Exercise goal - Output the full listing word for word.
* * * *
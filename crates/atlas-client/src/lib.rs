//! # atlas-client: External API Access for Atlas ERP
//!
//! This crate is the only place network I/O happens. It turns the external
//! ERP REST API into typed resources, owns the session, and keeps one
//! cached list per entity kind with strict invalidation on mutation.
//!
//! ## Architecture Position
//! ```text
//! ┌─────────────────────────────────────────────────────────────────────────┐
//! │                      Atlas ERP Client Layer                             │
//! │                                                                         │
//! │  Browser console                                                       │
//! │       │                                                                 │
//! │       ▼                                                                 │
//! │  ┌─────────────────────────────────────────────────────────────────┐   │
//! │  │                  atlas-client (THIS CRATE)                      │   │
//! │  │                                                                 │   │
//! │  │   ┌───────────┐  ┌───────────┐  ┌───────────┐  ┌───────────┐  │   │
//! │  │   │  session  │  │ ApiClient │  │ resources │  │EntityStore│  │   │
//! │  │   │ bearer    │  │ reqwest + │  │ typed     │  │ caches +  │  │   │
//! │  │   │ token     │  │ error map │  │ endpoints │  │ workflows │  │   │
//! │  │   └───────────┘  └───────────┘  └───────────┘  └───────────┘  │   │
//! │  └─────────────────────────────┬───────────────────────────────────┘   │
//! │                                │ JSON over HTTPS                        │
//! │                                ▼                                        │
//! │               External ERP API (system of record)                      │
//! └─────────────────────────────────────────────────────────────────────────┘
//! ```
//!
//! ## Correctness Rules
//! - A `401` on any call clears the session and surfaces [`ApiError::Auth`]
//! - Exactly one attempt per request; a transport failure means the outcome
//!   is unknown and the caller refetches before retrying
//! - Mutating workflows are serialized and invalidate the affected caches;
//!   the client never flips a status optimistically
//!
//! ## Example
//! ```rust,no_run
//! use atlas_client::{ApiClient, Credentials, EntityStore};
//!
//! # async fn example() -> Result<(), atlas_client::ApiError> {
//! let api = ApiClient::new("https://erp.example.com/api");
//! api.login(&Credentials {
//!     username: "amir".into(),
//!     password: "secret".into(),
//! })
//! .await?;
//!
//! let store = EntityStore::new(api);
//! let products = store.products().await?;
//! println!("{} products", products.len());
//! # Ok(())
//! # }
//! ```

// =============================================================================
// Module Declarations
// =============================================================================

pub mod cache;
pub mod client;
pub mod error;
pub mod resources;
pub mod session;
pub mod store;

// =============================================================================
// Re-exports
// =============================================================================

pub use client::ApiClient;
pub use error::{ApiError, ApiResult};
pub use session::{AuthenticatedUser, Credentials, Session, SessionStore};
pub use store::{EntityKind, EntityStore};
* * * *
Response to this exercise -
filename crates/atlas-client/src/lib.rs
//! # atlas-client: External API Access for Atlas ERP
//!
//! This crate is the only place network I/O happens. It turns the external
//! ERP REST API into typed resources, owns the session, and keeps one
//! cached list per entity kind with strict invalidation on mutation.
//!
//! ## Architecture Position
//! ```text
//! ┌─────────────────────────────────────────────────────────────────────────┐
//! │                      Atlas ERP Client Layer                             │
//! │                                                                         │
//! │  Browser console                                                       │
//! │       │                                                                 │
//! │       ▼                                                                 │
//! │  ┌─────────────────────────────────────────────────────────────────┐   │
//! │  │                  atlas-client (THIS CRATE)                      │   │
//! │  │                                                                 │   │
//! │  │   ┌───────────┐  ┌───────────┐  ┌───────────┐  ┌───────────┐  │   │
//! │  │   │  session  │  │ ApiClient │  │ resources │  │EntityStore│  │   │
//! │  │   │ bearer    │  │ reqwest + │  │ typed     │  │ caches +  │  │   │
//! │  │   │ token     │  │ error map │  │ endpoints │  │ workflows │  │   │
//! │  │   └───────────┘  └───────────┘  └───────────┘  └───────────┘  │   │
//! │  └─────────────────────────────┬───────────────────────────────────┘   │
//! │                                │ JSON over HTTPS                        │
//! │                                ▼                                        │
//! │               External ERP API (system of record)                      │
//! └─────────────────────────────────────────────────────────────────────────┘
//! ```
//!
//! ## Correctness Rules
//! - A `401` on any call clears the session and surfaces [`ApiError::Auth`]
//! - Exactly one attempt per request; a transport failure means the outcome
//!   is unknown and the caller refetches before retrying
//! - Mutating workflows are serialized and invalidate the affected caches;
//!   the client never flips a status optimistically
//!
//! ## Example
//! ```rust,no_run
//! use atlas_client::{ApiClient, Credentials, EntityStore};
//!
//! # async fn example() -> Result<(), atlas_client::ApiError> {
//! let api = ApiClient::new("https://erp.example.com/api");
//! api.login(&Credentials {
//!     username: "amir".into(),
//!     password: "secret".into(),
//! })
//! .await?;
//!
//! let store = EntityStore::new(api);
//! let products = store.products().await?;
//! println!("{} products", products.len());
//! # Ok(())
//! # }
//! ```

// =============================================================================
// Module Declarations
// =============================================================================

pub mod cache;
pub mod client;
pub mod error;
pub mod resources;
pub mod session;
pub mod store;

// =============================================================================
// Re-exports
// =============================================================================

pub use client::ApiClient;
pub use error::{ApiError, ApiResult};
pub use session::{AuthenticatedUser, Credentials, Session, SessionStore};
pub use store::{EntityKind, EntityStore};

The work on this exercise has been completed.